• **EXERCISE PROMPT**
Scan the lines below and report each one containing "Formats" by copying it.

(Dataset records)
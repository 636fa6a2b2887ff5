//! Built-in cultures: number separators, symbol placement, home region.

use std::str::FromStr;

use rust_decimal::{Decimal, RoundingStrategy};

use crate::currency::region;
use crate::error::{MoneyError, MoneyResult};

/// Where the currency symbol goes relative to the number.
#[derive(Debug, Clone, Copy, PartialEq, Eq)]
pub enum SymbolPlacement {
    /// `$1.00`
    Prefix,
    /// `€ 1,00`
    PrefixWithSpace,
    /// `1,00€`
    Suffix,
    /// `1,00 €`
    SuffixWithSpace,
}

impl SymbolPlacement {
    /// Same side, always separated by a space. Used for ISO codes.
    #[must_use]
    pub const fn spaced(self) -> Self {
        match self {
            Self::Prefix | Self::PrefixWithSpace => Self::PrefixWithSpace,
            Self::Suffix | Self::SuffixWithSpace => Self::SuffixWithSpace,
        }
    }

    pub(crate) fn apply(self, token: &str, number: &str) -> String {
        match self {
            Self::Prefix => format!("{token}{number}"),
            Self::PrefixWithSpace => format!("{token} {number}"),
            Self::Suffix => format!("{number}{token}"),
            Self::SuffixWithSpace => format!("{number} {token}"),
        }
    }
}

/// Number and currency conventions of one culture.
#[derive(Debug, Clone, Copy, PartialEq, Eq)]
pub struct Culture {
    name: &'static str,
    decimal_separator: char,
    group_separator: char,
    symbol_placement: SymbolPlacement,
    region: Option<&'static str>,
}

impl Culture {
    /// Culture-independent conventions. Has no home region.
    pub const INVARIANT: Self = Self::new("", '.', ',', SymbolPlacement::Prefix, None);
    /// English (United States).
    pub const EN_US: Self = Self::new("en-US", '.', ',', SymbolPlacement::Prefix, Some("US"));
    /// English (United Kingdom).
    pub const EN_GB: Self = Self::new("en-GB", '.', ',', SymbolPlacement::Prefix, Some("GB"));
    /// Dutch (Netherlands).
    pub const NL_NL: Self = Self::new(
        "nl-NL",
        ',',
        '.',
        SymbolPlacement::PrefixWithSpace,
        Some("NL"),
    );
    /// German (Germany).
    pub const DE_DE: Self = Self::new(
        "de-DE",
        ',',
        '.',
        SymbolPlacement::SuffixWithSpace,
        Some("DE"),
    );
    /// French (France). Groups with a narrow no-break space.
    pub const FR_FR: Self = Self::new(
        "fr-FR",
        ',',
        '\u{202F}',
        SymbolPlacement::SuffixWithSpace,
        Some("FR"),
    );
    /// Japanese (Japan).
    pub const JA_JP: Self = Self::new("ja-JP", '.', ',', SymbolPlacement::Prefix, Some("JP"));
    /// Chinese (Simplified, China).
    pub const ZH_CN: Self = Self::new("zh-CN", '.', ',', SymbolPlacement::Prefix, Some("CN"));
    /// German (Switzerland). Groups with a right single quotation mark.
    pub const DE_CH: Self = Self::new(
        "de-CH",
        '.',
        '\u{2019}',
        SymbolPlacement::PrefixWithSpace,
        Some("CH"),
    );

    const BUILT_IN: [Self; 9] = [
        Self::INVARIANT,
        Self::EN_US,
        Self::EN_GB,
        Self::NL_NL,
        Self::DE_DE,
        Self::FR_FR,
        Self::JA_JP,
        Self::ZH_CN,
        Self::DE_CH,
    ];

    const fn new(
        name: &'static str,
        decimal_separator: char,
        group_separator: char,
        symbol_placement: SymbolPlacement,
        region: Option<&'static str>,
    ) -> Self {
        Self {
            name,
            decimal_separator,
            group_separator,
            symbol_placement,
            region,
        }
    }

    /// Looks up a built-in culture by name, case-insensitively.
    ///
    /// `""` and `"invariant"` give [`Culture::INVARIANT`]; `_` is accepted
    /// in place of `-`.
    ///
    /// # Errors
    ///
    /// Returns `InvalidArgument` for neutral names such as `"en"` and for
    /// cultures that are not built in.
    pub fn from_name(name: &str) -> MoneyResult<Self> {
        let name = name.trim();
        if name.is_empty() || name.eq_ignore_ascii_case("invariant") {
            return Ok(Self::INVARIANT);
        }
        let normalized = name.replace('_', "-");
        if let Some(culture) = Self::BUILT_IN
            .iter()
            .find(|culture| culture.name.eq_ignore_ascii_case(&normalized))
        {
            return Ok(*culture);
        }
        if region::region_of_culture(name).is_none() {
            return Err(MoneyError::InvalidArgument(format!(
                "culture '{name}' is neutral, a specific culture is required"
            )));
        }
        Err(MoneyError::InvalidArgument(format!(
            "culture '{name}' is not supported"
        )))
    }

    /// Culture name, empty for the invariant culture.
    #[must_use]
    pub const fn name(&self) -> &'static str {
        self.name
    }

    /// Character between the integer and fractional digits.
    #[must_use]
    pub const fn decimal_separator(&self) -> char {
        self.decimal_separator
    }

    /// Character between groups of three integer digits.
    #[must_use]
    pub const fn group_separator(&self) -> char {
        self.group_separator
    }

    /// Where the currency symbol goes.
    #[must_use]
    pub const fn symbol_placement(&self) -> SymbolPlacement {
        self.symbol_placement
    }

    /// ISO-3166 alpha-2 home region, `None` for the invariant culture.
    #[must_use]
    pub const fn region(&self) -> Option<&'static str> {
        self.region
    }

    /// Formats the magnitude of `amount` with grouping and this culture's
    /// separators. `None` digits keep the amount's own scale.
    #[must_use]
    pub fn format_magnitude(&self, amount: Decimal, digits: Option<u32>) -> String {
        let magnitude = amount.abs();
        let text = match digits {
            Some(digits) => {
                let rounded =
                    magnitude.round_dp_with_strategy(digits, RoundingStrategy::MidpointAwayFromZero);
                format!("{rounded:.precision$}", precision = digits as usize)
            }
            None => magnitude.to_string(),
        };
        let (integer, fraction) = text
            .split_once('.')
            .map_or((text.as_str(), None), |(integer, fraction)| {
                (integer, Some(fraction))
            });

        let mut out = group_digits(integer, self.group_separator);
        if let Some(fraction) = fraction {
            out.push(self.decimal_separator);
            out.push_str(fraction);
        }
        out
    }

    /// Formats a plain decimal with this culture's decimal separator and no
    /// grouping.
    #[must_use]
    pub fn format_plain(&self, value: Decimal) -> String {
        value.to_string().replace('.', &self.decimal_separator.to_string())
    }

    /// Parses a number written in this culture. Group separators are only
    /// allowed before the decimal separator.
    #[must_use]
    pub fn parse_decimal(&self, text: &str) -> Option<Decimal> {
        let text = text.trim();
        let (negative, unsigned) = match text.strip_prefix('-') {
            Some(rest) => (true, rest),
            None => (false, text.strip_prefix('+').unwrap_or(text)),
        };

        let mut normalized = String::with_capacity(unsigned.len());
        let mut seen_decimal = false;
        let mut seen_digit = false;
        for ch in unsigned.chars() {
            if ch.is_ascii_digit() {
                seen_digit = true;
                normalized.push(ch);
            } else if ch == self.decimal_separator && !seen_decimal {
                seen_decimal = true;
                normalized.push('.');
            } else if !self.is_group_separator(ch) || seen_decimal || !seen_digit {
                return None;
            }
        }
        if !seen_digit {
            return None;
        }

        let value = Decimal::from_str(&normalized).ok()?;
        Some(if negative { -value } else { value })
    }

    fn is_group_separator(&self, ch: char) -> bool {
        ch == self.group_separator || (self.group_separator.is_whitespace() && ch.is_whitespace())
    }
}

impl Default for Culture {
    fn default() -> Self {
        Self::INVARIANT
    }
}

impl std::fmt::Display for Culture {
    fn fmt(&self, f: &mut std::fmt::Formatter<'_>) -> std::fmt::Result {
        if self.name.is_empty() {
            f.write_str("invariant")
        } else {
            f.write_str(self.name)
        }
    }
}

fn group_digits(integer: &str, separator: char) -> String {
    let len = integer.len();
    let mut out = String::with_capacity(len + len / 3 * separator.len_utf8());
    for (index, digit) in integer.chars().enumerate() {
        if index > 0 && (len - index) % 3 == 0 {
            out.push(separator);
        }
        out.push(digit);
    }
    out
}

• **ANSWER**
    /// Formats the magnitude of `amount` with grouping and this culture's
    /// Formats a plain decimal with this culture's decimal separator and no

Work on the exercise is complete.